As for all the haters out there who wrote mean reviews of this book personally judging Joy for her decision (and frankly her incredible courage!) to live her truth—I WILL be going through the reviews carefully when I get a chance, and flagging any hate speech I find. Passing judgement on an author is not a proper book review, and there is no room for hate on this forum. To be truly alive we each have to fully live our own truths, whether or not they match what society would like to be true about us. That's the point of this wonderful, wonderful book, which I couldn't recommend more highly!
This book helped raise my consciousness about the challenges of the trans-community. Joy's courage to suffer enormous pain so that she could grow into who she is created to be as a human being inspires me. Her ability to stay focused on Love, which flowed from her relationship with God, is what saves her as she continues to suffer pain and challenge. For me, personally, the book gave me the opportunity to reflect on my own judgement(s) of the trans-community, and more importantly, trans-individuals. My level of compassion has increased as has my desire for deeper understanding.

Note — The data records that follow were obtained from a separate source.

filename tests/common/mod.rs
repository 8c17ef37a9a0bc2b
#![allow(dead_code)]

use atmos_fx::{
    app::{settings::RuntimeSettings, state::AppState},
    cli::Cli,
    domain::weather::{CurrentConditions, Location},
};
use chrono::Utc;
use clap::Parser;

pub fn cli(args: &[&str]) -> Cli {
    Cli::parse_from(std::iter::once("atmos-fx").chain(args.iter().copied()))
}

/// State sized for an 80x24 terminal, with settings kept off disk.
pub fn sized_state(cli: &Cli) -> AppState {
    let settings = RuntimeSettings::from_cli_defaults(cli);
    let mut state = AppState::with_settings(cli, settings, None);
    state.resize_viewport(80, 24);
    state
}

pub fn stockholm_conditions(code: u8, is_day: bool) -> CurrentConditions {
    CurrentConditions {
        location: Location::from_coords(59.3293, 18.0686),
        temperature_2m_c: 1.5,
        weather_code: code,
        wind_speed_10m: 14.0,
        is_day,
        fetched_at: Utc::now(),
    }
}

/// Advances the engine `frames` times, 16 ms apart.
pub fn run_frames(state: &mut AppState, frames: usize) {
    for frame in 0..frames {
        state.handle_tick_frame(frame as f64 * 16.0);
    }
}
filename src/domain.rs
pub mod weather;
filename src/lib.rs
pub mod app;
pub mod cli;
pub mod data;
pub mod domain;
pub mod fx;
pub mod logging;
pub mod resilience;
pub mod ui;

use std::io::{self, Stdout};

use anyhow::Result;
use app::events::{AppEvent, spawn_input_task};
use app::state::{AppMode, AppState};
use cli::Cli;
use crossterm::{
    event::{DisableFocusChange, DisableMouseCapture, EnableFocusChange, EnableMouseCapture},
    execute,
    terminal::{EnterAlternateScreen, LeaveAlternateScreen, disable_raw_mode, enable_raw_mode},
};
use futures::StreamExt;
use ratatui::{Terminal, backend::CrosstermBackend};
use tokio::sync::mpsc;
use tracing::info;
use ui::theme::detect_color_capability;

pub async fn run(cli: Cli) -> Result<()> {
    cli.validate()?;
    let mut terminal = setup_terminal()?;
    let result = run_inner(&mut terminal, cli).await;
    restore_terminal(&mut terminal)?;
    result
}

async fn run_inner(terminal: &mut Terminal<CrosstermBackend<Stdout>>, cli: Cli) -> Result<()> {
    let (tx, mut rx) = mpsc::channel::<AppEvent>(256);
    let input_stream = spawn_input_task();
    tokio::pin!(input_stream);
    let mut app = AppState::new(&cli);
    let capability = detect_color_capability();

    let size = terminal.size()?;
    app.resize_viewport(size.width, size.height);
    info!(
        cols = size.width,
        rows = size.height,
        condition = app.condition.code,
        ?capability,
        "sky started"
    );

    tx.send(AppEvent::Bootstrap).await?;

    while app.running {
        tokio::select! {
            maybe_input = input_stream.next() => {
                if let Some(input) = maybe_input {
                    app.handle_event(AppEvent::Input(input), &tx, &cli).await?;
                }
            }
            maybe_event = rx.recv() => {
                if let Some(event) = maybe_event {
                    app.handle_event(event, &tx, &cli).await?;
                }
            }
        }

        terminal.draw(|frame| ui::render(frame, &app, capability))?;

        if app.mode == AppMode::Quit {
            app.running = false;
        }
    }

    app.engine.stop();
    info!(frames = app.frame_tick, "sky stopped");
    Ok(())
}

fn setup_terminal() -> Result<Terminal<CrosstermBackend<Stdout>>> {
    install_panic_hook();
    enable_raw_mode()?;
    let mut stdout = io::stdout();
    execute!(
        stdout,
        EnterAlternateScreen,
        EnableMouseCapture,
        EnableFocusChange
    )?;
    let backend = CrosstermBackend::new(stdout);
    Ok(Terminal::new(backend)?)
}

fn restore_terminal(terminal: &mut Terminal<CrosstermBackend<Stdout>>) -> Result<()> {
    disable_raw_mode()?;
    execute!(
        terminal.backend_mut(),
        LeaveAlternateScreen,
        DisableMouseCapture,
        DisableFocusChange
    )?;
    terminal.show_cursor()?;
    Ok(())
}

fn install_panic_hook() {
    let existing = std::panic::take_hook();
    std::panic::set_hook(Box::new(move |panic| {
        let _ = disable_raw_mode();
        let mut stdout = io::stdout();
        let _ = execute!(
            stdout,
            LeaveAlternateScreen,
            DisableMouseCapture,
            DisableFocusChange
        );
        existing(panic);
    }));
}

What an amazing story. The author had a long road to travel with many bumps in the road. He could not remain a man, but had to be a man for his family's sake in the beginning. At the end of the book, when the decision was finally made to go from Jay to Joy I breathed a sigh of relief because I felt that she had finally reached a place in her life where she could be happy and accepted by others.
One would expect that a published poet and English professor would write engaging prose, and this is a beautifully written book. She describes in great detail the turmoil she experienced in deciding to transition, the impact on her family and the loss of her marriage. For anyone struggling with gender identity, or those who know and/or love someone in the throes of this struggle, this book is an honest portrayal of how powerful and overwhelming gender dysphoria can be.

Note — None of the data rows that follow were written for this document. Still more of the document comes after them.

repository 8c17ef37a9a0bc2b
use std::{
    f32::consts::{FRAC_PI_2, TAU},
    ops::Range,
};

use rand::Rng;

use super::{
    accumulation::SnowPiles,
    surface::{CanvasSize, Point},
};

/// Vertical band above/below the canvas a drop travels through before it is recycled.
pub const RAIN_MARGIN: f32 = 20.0;
pub const RAIN_LENGTH: Range<f32> = 12.0..28.0;
pub const RAIN_SPEED: Range<f32> = 0.55..0.95;
pub const RAIN_DRIFT: Range<f32> = -0.04..0.06;
pub const RAIN_ALPHA: Range<f32> = 0.25..0.6;
pub const RAIN_WIDTH: Range<f32> = 1.0..1.8;
/// Horizontal px/ms a drop receives at a full canvas width from the pointer.
pub const POINTER_WIND: f32 = 0.35;

pub const STAR_BAND: f32 = 0.7;
pub const STAR_RADIUS: Range<f32> = 0.5..2.2;

pub const CLOUD_WRAP_MARGIN: f32 = 300.0;
pub const CLOUD_BAND: f32 = 0.45;

pub const SNOW_RADIUS: Range<f32> = 1.0..3.5;

#[derive(Debug, Clone, Copy, PartialEq, Eq, Hash)]
pub enum ParticleKind {
    Star,
    Sunray,
    Cloud,
    Rain,
    Snow,
    Fog,
}

#[derive(Debug, Clone, PartialEq)]
pub enum Particle {
    Star(Star),
    Sunray(Sunray),
    Cloud(Cloud),
    Rain(Rain),
    Snow(Snow),
    Fog(Fog),
}

impl Particle {
    #[must_use]
    pub fn kind(&self) -> ParticleKind {
        match self {
            Self::Star(_) => ParticleKind::Star,
            Self::Sunray(_) => ParticleKind::Sunray,
            Self::Cloud(_) => ParticleKind::Cloud,
            Self::Rain(_) => ParticleKind::Rain,
            Self::Snow(_) => ParticleKind::Snow,
            Self::Fog(_) => ParticleKind::Fog,
        }
    }
}

#[derive(Debug, Clone, PartialEq)]
pub struct Star {
    pub x: f32,
    pub y: f32,
    pub radius: f32,
    pub phase: f32,
    pub speed: f32,
    pub max_alpha: f32,
}

impl Star {
    pub fn spawn<R: Rng + ?Sized>(rng: &mut R, size: CanvasSize) -> Self {
        Self {
            x: rng.random_range(0.0..size.width),
            y: rng.random_range(0.0..size.height * STAR_BAND),
            radius: rng.random_range(STAR_RADIUS),
            phase: rng.random_range(0.0..TAU),
            speed: rng.random_range(0.0008..0.003),
            max_alpha: rng.random_range(0.5..1.0),
        }
    }

    pub fn advance(&mut self, dt: f32) {
        self.phase = (self.phase + self.speed * dt) % TAU;
    }

    #[must_use]
    pub fn alpha(&self) -> f32 {
        self.max_alpha * (0.5 + 0.5 * self.phase.sin())
    }
}

#[derive(Debug, Clone, PartialEq)]
pub struct Sunray {
    pub angle: f32,
    pub length: f32,
    pub speed: f32,
    pub width: f32,
    pub alpha: f32,
}

impl Sunray {
    /// Ray `index` of `count`, fanned between straight down and straight left.
    pub fn spawn<R: Rng + ?Sized>(rng: &mut R, index: usize, count: usize) -> Self {
        let spread = (index as f32 + 0.5) / count.max(1) as f32;
        Self {
            angle: FRAC_PI_2 + spread * FRAC_PI_2 + rng.random_range(-0.05..0.05),
            length: rng.random_range(260.0..480.0),
            speed: rng.random_range(0.00003..0.00008),
            width: rng.random_range(20.0..44.0),
            alpha: rng.random_range(0.035..0.07),
        }
    }

    pub fn advance(&mut self, dt: f32) {
        self.angle = (self.angle + self.speed * dt) % TAU;
    }

    #[must_use]
    pub fn tip(&self, origin: Point) -> Point {
        Point::new(
            origin.x + self.angle.cos() * self.length,
            origin.y + self.angle.sin() * self.length,
        )
    }
}

/// Fixed point the sun rays fan out from.
#[must_use]
pub fn sun_origin(size: CanvasSize) -> Point {
    Point::new(size.width * 0.85, size.height * 0.08)
}

#[derive(Debug, Clone, PartialEq)]
pub struct Cloud {
    pub x: f32,
    pub y: f32,
    pub rx: f32,
    pub ry: f32,
    pub vx: f32,
    pub alpha: f32,
}

impl Cloud {
    pub fn spawn<R: Rng + ?Sized>(rng: &mut R, size: CanvasSize, overcast: bool) -> Self {
        let rx = rng.random_range(120.0..260.0);
        let alpha = if overcast {
            rng.random_range(0.35..0.6)
        } else {
            rng.random_range(0.25..0.45)
        };
        Self {
            x: rng.random_range(-200.0..size.width),
            y: rng.random_range(0.0..size.height * CLOUD_BAND),
            rx,
            ry: rx * rng.random_range(0.35..0.55),
            vx: rng.random_range(0.008..0.025),
            alpha,
        }
    }

    pub fn advance<R: Rng + ?Sized>(&mut self, dt: f32, size: CanvasSize, rng: &mut R) {
        self.x += self.vx * dt;
        if self.x > size.width + CLOUD_WRAP_MARGIN {
            self.x = -CLOUD_WRAP_MARGIN - rng.random_range(0.0..200.0);
            self.y = rng.random_range(0.0..size.height * CLOUD_BAND);
        }
    }
}

#[derive(Debug, Clone, PartialEq)]
pub struct Rain {
    pub x: f32,
    pub y: f32,
    pub length: f32,
    pub speed: f32,
    pub drift: f32,
    pub alpha: f32,
    pub width: f32,
}

#[derive(Debug, Clone, Copy, PartialEq)]
pub enum RainStep {
    Falling,
    /// Crossed the bottom margin at horizontal position `x`.
    Exited { x: f32 },
}

impl Rain {
    /// A drop anywhere in the sky, for the initial population.
    pub fn spawn<R: Rng + ?Sized>(rng: &mut R, size: CanvasSize) -> Self {
        let y = rng.random_range(0.0..size.height);
        Self::spawn_at(rng, size, y)
    }

    /// A fresh drop just above the top edge.
    pub fn recycled<R: Rng + ?Sized>(rng: &mut R, size: CanvasSize) -> Self {
        Self::spawn_at(rng, size, -RAIN_MARGIN)
    }

    fn spawn_at<R: Rng + ?Sized>(rng: &mut R, size: CanvasSize, y: f32) -> Self {
        Self {
            x: rng.random_range(0.0..size.width),
            y,
            length: rng.random_range(RAIN_LENGTH),
            speed: rng.random_range(RAIN_SPEED),
            drift: rng.random_range(RAIN_DRIFT),
            alpha: rng.random_range(RAIN_ALPHA),
            width: rng.random_range(RAIN_WIDTH),
        }
    }

    pub fn advance(&mut self, dt: f32, wind: f32, size: CanvasSize) -> RainStep {
        self.y += self.speed * dt;
        self.x += (self.drift + wind) * dt;
        if self.y > size.height + RAIN_MARGIN {
            RainStep::Exited { x: self.x }
        } else {
            RainStep::Falling
        }
    }
}

/// Sideways pull on a drop at `x` towards the pointer, zero when no pointer is over the canvas.
#[must_use]
pub fn pointer_wind(pointer: Option<Point>, x: f32, width: f32) -> f32 {
    pointer.map_or(0.0, |p| {
        ((p.x - x) / width.max(1.0)).clamp(-1.0, 1.0) * POINTER_WIND
    })
}

#[derive(Debug, Clone, PartialEq)]
pub struct Snow {
    pub x: f32,
    pub y: f32,
    pub radius: f32,
    pub speed: f32,
    pub drift: f32,
    pub swing: f32,
    pub swing_speed: f32,
    pub swing_phase: f32,
    pub alpha: f32,
    pub settled: bool,
}

#[derive(Debug, Clone, Copy, PartialEq, Eq)]
pub enum SnowStep {
    Falling,
    Landed { column: usize },
    Settled,
}

impl Snow {
    pub fn spawn<R: Rng + ?Sized>(rng: &mut R, size: CanvasSize) -> Self {
        let y = rng.random_range(0.0..size.height);
        Self::spawn_at(rng, size, y)
    }

    pub fn recycled<R: Rng + ?Sized>(rng: &mut R, size: CanvasSize) -> Self {
        let y: f32 = -rng.random_range(4.0..24.0);
        Self::spawn_at(rng, size, y)
    }

    fn spawn_at<R: Rng + ?Sized>(rng: &mut R, size: CanvasSize, y: f32) -> Self {
        Self {
            x: rng.random_range(0.0..size.width),
            y,
            radius: rng.random_range(SNOW_RADIUS),
            speed: rng.random_range(0.03..0.08),
            drift: rng.random_range(-0.015..0.015),
            swing: rng.random_range(0.01..0.04),
            swing_speed: rng.random_range(0.001..0.003),
            swing_phase: rng.random_range(0.0..TAU),
            alpha: rng.random_range(0.55..0.95),
            settled: false,
        }
    }

    pub fn advance(&mut self, dt: f32, size: CanvasSize, piles: &SnowPiles) -> SnowStep {
        if self.settled {
            return SnowStep::Settled;
        }
        self.swing_phase = (self.swing_phase + self.swing_speed * dt) % TAU;
        self.y += self.speed * dt;
        self.x = (self.x + (self.drift + self.swing_phase.sin() * self.swing) * dt)
            .rem_euclid(size.width);

        let column = piles.column_for(self.x);
        let ground = size.height - piles.height(column);
        if self.y + self.radius >= ground {
            SnowStep::Landed { column }
        } else {
            SnowStep::Falling
        }
    }
}

#[derive(Debug, Clone, PartialEq)]
pub struct Fog {
    pub x: f32,
    pub y: f32,
    pub rx: f32,
    pub ry: f32,
    pub vx: f32,
    pub vy: f32,
    pub alpha: f32,
    pub phase: f32,
    pub phase_speed: f32,
}

impl Fog {
    pub fn spawn<R: Rng + ?Sized>(rng: &mut R, size: CanvasSize) -> Self {
        let direction: f32 = if rng.random_bool(0.5) { 1.0 } else { -1.0 };
        Self {
            x: rng.random_range(0.0..size.width),
            y: rng.random_range(size.height * 0.15..size.height),
            rx: rng.random_range(180.0..380.0),
            ry: rng.random_range(40.0..90.0),
            vx: direction * rng.random_range(0.006..0.02),
            vy: rng.random_range(-0.004..0.004),
            alpha: rng.random_range(0.06..0.14),
            phase: rng.random_range(0.0..TAU),
            phase_speed: rng.random_range(0.0004..0.0012),
        }
    }

    pub fn advance(&mut self, dt: f32, size: CanvasSize) {
        self.phase = (self.phase + self.phase_speed * dt) % TAU;
        self.x += self.vx * dt;
        self.y += self.vy * dt;

        if self.x > size.width + self.rx {
            self.x = -self.rx;
        } else if self.x < -self.rx {
            self.x = size.width + self.rx;
        }
        if self.y > size.height + self.ry {
            self.y = -self.ry;
        } else if self.y < -self.ry {
            self.y = size.height + self.ry;
        }
    }

    #[must_use]
    pub fn alpha(&self) -> f32 {
        self.alpha * (0.6 + 0.4 * self.phase.sin())
    }
}

#[cfg(test)]
mod tests {
    use rand::{SeedableRng, rngs::StdRng};

    use super::*;

    fn rng() -> StdRng {
        StdRng::seed_from_u64(7)
    }

    fn size() -> CanvasSize {
        CanvasSize::new(1024.0, 768.0)
    }

    #[test]
    fn star_twinkle_stays_within_max_alpha() {
        let mut star = Star::spawn(&mut rng(), size());
        for _ in 0..500 {
            star.advance(16.0);
            let alpha = star.alpha();
            assert!((0.0..=star.max_alpha).contains(&alpha));
        }
    }

    #[test]
    fn stars_spawn_in_upper_band() {
        let mut rng = rng();
        for _ in 0..200 {
            let star = Star::spawn(&mut rng, size());
            assert!(star.y < 768.0 * STAR_BAND);
            assert!(STAR_RADIUS.contains(&star.radius));
        }
    }

    #[test]
    fn sunray_tip_follows_angle() {
        let ray = Sunray {
            angle: FRAC_PI_2,
            length: 100.0,
            speed: 0.0,
            width: 20.0,
            alpha: 0.05,
        };
        let tip = ray.tip(Point::new(10.0, 10.0));
        assert!((tip.x - 10.0).abs() < 1e-3);
        assert!((tip.y - 110.0).abs() < 1e-3);
    }

    #[test]
    fn cloud_wraps_to_left_of_frame() {
        let mut rng = rng();
        let mut cloud = Cloud::spawn(&mut rng, size(), false);
        cloud.x = 1024.0 + CLOUD_WRAP_MARGIN - 0.1;
        cloud.vx = 0.02;
        cloud.advance(50.0, size(), &mut rng);
        assert!(cloud.x <= -CLOUD_WRAP_MARGIN);
        assert!(cloud.y < 768.0 * CLOUD_BAND);
    }

    #[test]
    fn rain_exits_past_bottom_margin() {
        let mut drop = Rain::spawn(&mut rng(), size());
        drop.y = 768.0 + RAIN_MARGIN - 1.0;
        drop.speed = 0.5;
        assert!(matches!(
            drop.advance(10.0, 0.0, size()),
            RainStep::Exited { .. }
        ));
    }

    #[test]
    fn recycled_rain_starts_above_top_edge() {
        let drop = Rain::recycled(&mut rng(), size());
        assert_eq!(drop.y, -RAIN_MARGIN);
    }

    #[test]
    fn pointer_wind_pulls_towards_pointer() {
        assert_eq!(pointer_wind(None, 100.0, 1000.0), 0.0);
        let right = pointer_wind(Some(Point::new(600.0, 0.0)), 100.0, 1000.0);
        let left = pointer_wind(Some(Point::new(0.0, 0.0)), 100.0, 1000.0);
        assert!(right > 0.0);
        assert!(left < 0.0);
        assert!((right - 0.5 * POINTER_WIND).abs() < 1e-6);
    }

    #[test]
    fn settled_snow_is_left_alone() {
        let piles = SnowPiles::new(size(), 0.1);
        let mut flake = Snow::spawn(&mut rng(), size());
        flake.settled = true;
        let before = flake.clone();
        assert_eq!(flake.advance(16.0, size(), &piles), SnowStep::Settled);
        assert_eq!(flake, before);
    }

    #[test]
    fn snow_lands_on_top_of_pile() {
        let mut piles = SnowPiles::new(size(), 0.18);
        let mut flake = Snow::spawn(&mut rng(), size());
        flake.x = 30.0;
        flake.drift = 0.0;
        flake.swing = 0.0;
        let column = piles.column_for(30.0);
        for _ in 0..20 {
            piles.deposit(column, 3.0);
        }
        flake.y = 768.0 - piles.height(column) - flake.radius - 0.5;
        flake.speed = 0.05;
        assert_eq!(
            flake.advance(16.0, size(), &piles),
            SnowStep::Landed { column }
        );
    }

    #[test]
    fn snow_wraps_horizontally() {
        let piles = SnowPiles::new(size(), 0.1);
        let mut flake = Snow::spawn(&mut rng(), size());
        flake.y = 0.0;
        flake.x = 1023.9;
        flake.drift = 0.015;
        flake.swing = 0.0;
        flake.advance(50.0, size(), &piles);
        assert!(flake.x >= 0.0 && flake.x < 1024.0);
    }

    #[test]
    fn fog_wraps_on_every_edge() {
        let mut wisp = Fog::spawn(&mut rng(), size());
        wisp.vy = 0.0;
        wisp.vx = 0.02;
        wisp.x = 1024.0 + wisp.rx;
        wisp.advance(10.0, size());
        assert_eq!(wisp.x, -wisp.rx);

        wisp.vx = 0.0;
        wisp.vy = -0.004;
        wisp.y = -wisp.ry;
        wisp.advance(10.0, size());
        assert_eq!(wisp.y, 768.0 + wisp.ry);
    }
}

I read this for a book club, and we all thought that it changed our perception and gave us greater understanding of what it is like to be transgender. This book really made me think about gender, gender roles and how we treat others. It was a bit long and sloggy at points, but mostly, a genuine, painful account of what she went through to become herself.

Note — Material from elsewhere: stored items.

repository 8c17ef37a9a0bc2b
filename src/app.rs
pub mod events;
pub mod settings;
pub mod state;
/// Doubling retry delay for forecast refreshes, in whole seconds.
#[derive(Debug, Clone)]
pub struct Backoff {
    current: u64,
    base: u64,
    max: u64,
    attempts: u32,
}

impl Backoff {
    #[must_use]
    pub fn new(base: u64, max: u64) -> Self {
        let base = base.max(1);
        Self {
            current: base,
            base,
            max: max.max(base),
            attempts: 0,
        }
    }

    /// Delay before the next retry; each call doubles the following one up to `max`.
    pub fn next_delay(&mut self) -> u64 {
        let delay = self.current;
        self.current = self.current.saturating_mul(2).min(self.max);
        self.attempts = self.attempts.saturating_add(1);
        delay
    }

    #[must_use]
    pub fn attempts(&self) -> u32 {
        self.attempts
    }

    pub fn reset(&mut self) {
        self.current = self.base;
        self.attempts = 0;
    }
}

#[cfg(test)]
mod tests {
    use super::*;

    #[test]
    fn delays_double_until_capped() {
        let mut backoff = Backoff::new(10, 300);
        let delays: Vec<u64> = (0..7).map(|_| backoff.next_delay()).collect();
        assert_eq!(delays, vec![10, 20, 40, 80, 160, 300, 300]);
        assert_eq!(backoff.attempts(), 7);
    }

    #[test]
    fn success_restarts_from_base() {
        let mut backoff = Backoff::new(10, 300);
        backoff.next_delay();
        backoff.next_delay();
        backoff.reset();
        assert_eq!(backoff.attempts(), 0);
        assert_eq!(backoff.next_delay(), 10);
    }

    #[test]
    fn degenerate_bounds_are_lifted() {
        let mut zero = Backoff::new(0, 0);
        assert_eq!(zero.next_delay(), 1);
        assert_eq!(zero.next_delay(), 1);

        let mut inverted = Backoff::new(60, 5);
        assert_eq!(inverted.next_delay(), 60);
        assert_eq!(inverted.next_delay(), 60);
    }

    #[test]
    fn huge_ceiling_does_not_overflow() {
        let mut backoff = Backoff::new(u64::MAX / 2 + 1, u64::MAX);
        backoff.next_delay();
        assert_eq!(backoff.next_delay(), u64::MAX);
    }
}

Joy Ladin is a fine writer. She seems to cover almost all aspects of the daily trials of changing her gender in her life. We learn about what happens in her marriage, with her children, and at her job at a Orthodox Jewish facility where she is a hoping to receive tenure. At times I became restless with the intensity and the non-stop focus on Joy's every thought but I would say that how the story was written was mostly justified. This is an unusual story and one would learn a lot about this subject.
Hidden Winter
I wanted to love this book and at times I did. Joy's story is fascinating, especially in 2013 as the focus on understanding trans-gender issues is in the spotlight. This is a hard review to write as I am so glad I read the book and understand her journey. This memoir has allowed me to read other articles and listen to a recent powerful NPR hour on trans-gender with much greater understanding.

At times I thoroughly enjoy the writing and at other times there were either too many details, or not enough. It just didn't flow as I would have hoped being written by an English professor. I wanted to understand more about her relationships with her friends, colleagues and children. I found it interesting how the last 1/3 of the book felt like it was not written by the same person and perhaps the spiritual truth was that she was a different person.

That being said, I gave it 4 stars, because it is important to read.
This is an important book with some beautiful passageS. It's also far too long and at times like an essay, not a memoir. Worth reading though.